We could also do this by the GA debugger extension, which I also have installed. But it’s nicer to do this on where people can actually try it out. And here, we see what data was actually sent over to Google Analytics. And we can see this tracker set AllowAdFeatures to true which is by default, anyway, set to true. So it doesn’t really make a difference. Now, the data would be sent over to Google Analytics to AdWords and to double click so we can get that information into Google Analytics. All right, now, we want to set this off from a perspective of the the user if the user hasn’t yet agreed to our cookie consent form. How would we do that? First of all, we would need to have access to our cookie right here.

Build 1st-Party Cookie Variable

How can we get access with Google Tag Manager to our cookies? Well, there is a variable that’s built into Google Tag Manager, where we’ll just go to variables over here and click on a new variable. And as a type will choose the first party cookie. And that’s how you can get access to your cookies that are installed on your browser. And for us, we can just take our cookie name here. In our case, let’s go back and see this is the cookie name Cookie Consent dismissed. Let’s copy this and put that in here and click save. Well, I’m going to give this a name as well. So we know what it is. And set Refresh. Refresh our page. Let’s close this. And if you go to variables now, click on an event, we see that our cookie was set to Yes. So our Google Tag Manager now picks up the value of the cookie and it is set to Yes, and in this case, I want to send over the AllowAdFeatures. Now, one hurdle.

The next hurdle we need to take is actually that our field our allow advertising features field only accepts values that are true or false. It’s a boolean value.

Create a Look-Up Table Variable

So we can feed into this field the yes or no, we would actually intelligence furthers into a yes or into a true or false. How can we do that in Google Tag Manager? There is another functionality of a variable, which is the lookup table variable. And the lookup table variable basically takes an input and rewrites that into the output that you want. In our case, we can go to the a new variable, build a new lookup table variable, right here, lookup table, it’s what’s called. And here’s where we take our input variable. In our case, that would be our cookie, and whatever is inputted in that cookie. So if the input is yes, we want to actually turn us into true. If the input is oops deleted, true. If the input is no, we want to turn this into false, which is not really a value because we didn’t see that in our cookie, we can’t really set this value to know no.

What would be the negative case here if the user hasn’t yet hasn’t yet agreed to our terms? So if we go back here, and just delete our cookie consent, or our cookie and reload the page. Now, in this case, the user hasn’t yet agreed to our cookie, right on our privacy policy. And therefore, we don’t want to send that data over. And what does our input actually say, in terms of the variables that we have in here, the cookie is undefined, it’s not yet set. And therefore, we could take that undefined value and translate it into false.

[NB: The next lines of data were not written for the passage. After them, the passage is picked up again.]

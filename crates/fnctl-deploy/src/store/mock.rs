//! In-memory store for tests

use std::collections::HashMap;
use std::path::{Path, PathBuf};
use std::sync::{Arc, RwLock};

use async_trait::async_trait;
use fnctl_core::{CoreError, FunctionDescriptor};

use super::FunctionStore;
use crate::error::Result;

/// Keeps descriptors in memory, keyed by root
#[derive(Clone, Default)]
pub struct MemoryStore {
    functions: Arc<RwLock<HashMap<PathBuf, FunctionDescriptor>>>,
    operations: Arc<RwLock<OperationCounts>>,
}

/// Counts of operations performed for testing assertions
#[derive(Debug, Default, Clone)]
pub struct OperationCounts {
    pub loads: usize,
    pub saves: usize,
}

impl MemoryStore {
    pub fn new() -> Self {
        Self::default()
    }

    /// Create with a pre-populated descriptor
    pub fn with_function(f: FunctionDescriptor) -> Self {
        let store = Self::new();
        store.functions.write().unwrap().insert(f.root.clone(), f);
        store
    }

    pub fn get(&self, root: &Path) -> Option<FunctionDescriptor> {
        self.functions.read().unwrap().get(root).cloned()
    }

    pub fn operation_counts(&self) -> OperationCounts {
        self.operations.read().unwrap().clone()
    }
}

#[async_trait]
impl FunctionStore for MemoryStore {
    async fn load(&self, root: &Path) -> Result<FunctionDescriptor> {
        self.operations.write().unwrap().loads += 1;
        self.get(root).ok_or_else(|| {
            CoreError::NotInitialized {
                path: root.display().to_string(),
            }
            .into()
        })
    }

    async fn save(&self, f: &FunctionDescriptor) -> Result<()> {
        self.operations.write().unwrap().saves += 1;
        self.functions
            .write()
            .unwrap()
            .insert(f.root.clone(), f.clone());
        Ok(())
    }
}

#[cfg(test)]
mod tests {
    use super::*;

    #[tokio::test]
    async fn test_roundtrip_counts_operations() {
        let store = MemoryStore::new();
        let f = FunctionDescriptor::new("f", "/srv/f");
        store.save(&f).await.unwrap();
        let loaded = store.load(Path::new("/srv/f")).await.unwrap();
        assert_eq!(loaded, f);

        let counts = store.operation_counts();
        assert_eq!(counts.saves, 1);
        assert_eq!(counts.loads, 1);
    }

    #[tokio::test]
    async fn test_missing_is_not_initialized() {
        let err = MemoryStore::new().load(Path::new("/nope")).await.unwrap_err();
        assert!(matches!(
            err,
            crate::DeployError::Core(CoreError::NotInitialized { .. })
        ));
    }
}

So let’s go over here, undefined, and set that to false. Let’s rewrite this into a lookup table for our cookie consent. All right, let’s save this. And Refresh. Refresh our page. And now let’s look into our variable, we have our cookie consent dismiss is undefined. And therefore our lookup table variable will be set to false. What happens when we click on Got it? Well, first of all, nothing happens. Because we don’t have a new event in here. If we reload the page, now that the cookie was set, we should a new value in our variables the cookie is set to Yes. So our lookup table is set to true. So now we have rewritten the inputs here into true or false.

Apply Look-Up Table Variable Value in GA Page View Tag

And that’s something we can now use in our Google Analytics tag. So let’s go over to tags and go to GA page view, and then click on the field to set options here.

Testing

And we’ll set our value not by default to true, but to a variable that we can access here. And this is our lookup table variable. So let’s save this, record refresh. And I’m gonna first of all, clear the cookie again for our test case. Now that’s cleared I’m going to reload the page and Google Analytics fires. Now, what data is actually sent over? We can see that in our developer console because we are still in this debug mode. And we see that our AllowAdFeatures was turned to false we haven’t yet agreed. In every consecutive pageview, if I go around the page without clicking on the gutter button here, I will not be sending that data over to double click and I won’t be setting a remarketing pixel. So that data for this user at least because it hasn’t agreed yet is not available in analytics will not go into our audience demographics reports and also not in our remarketing list.

Now once the user has clicked on Got it, every consecutive page view, so if I go to the next page, or just reload the page, this will be set to true automatically. And as long as the cookie is sticking around. So if the user doesn’t go to another device, or doesn’t clear his cookies, or goes into a private browsing mode, we’ll see still be able to use that user or the data will still be sent over to our advertising features, such as a double-click, and Adwords. So it works as expected. And this is really how you can install this and connect your cookie consent form to this new AllowAdFeatures.

Bonus GDPR Tips

Now in the end, first of all, let’s get rid of our debug version True. So it doesn’t always log this to the console. And the other thing that I need to tell you if you want to deploy this is obviously to use a Google Analytics settings variable, then you only have to configure this field to set option once in your Google Analytics settings variable. And if you have any other tags, such as event tags, this obviously also needs to be set.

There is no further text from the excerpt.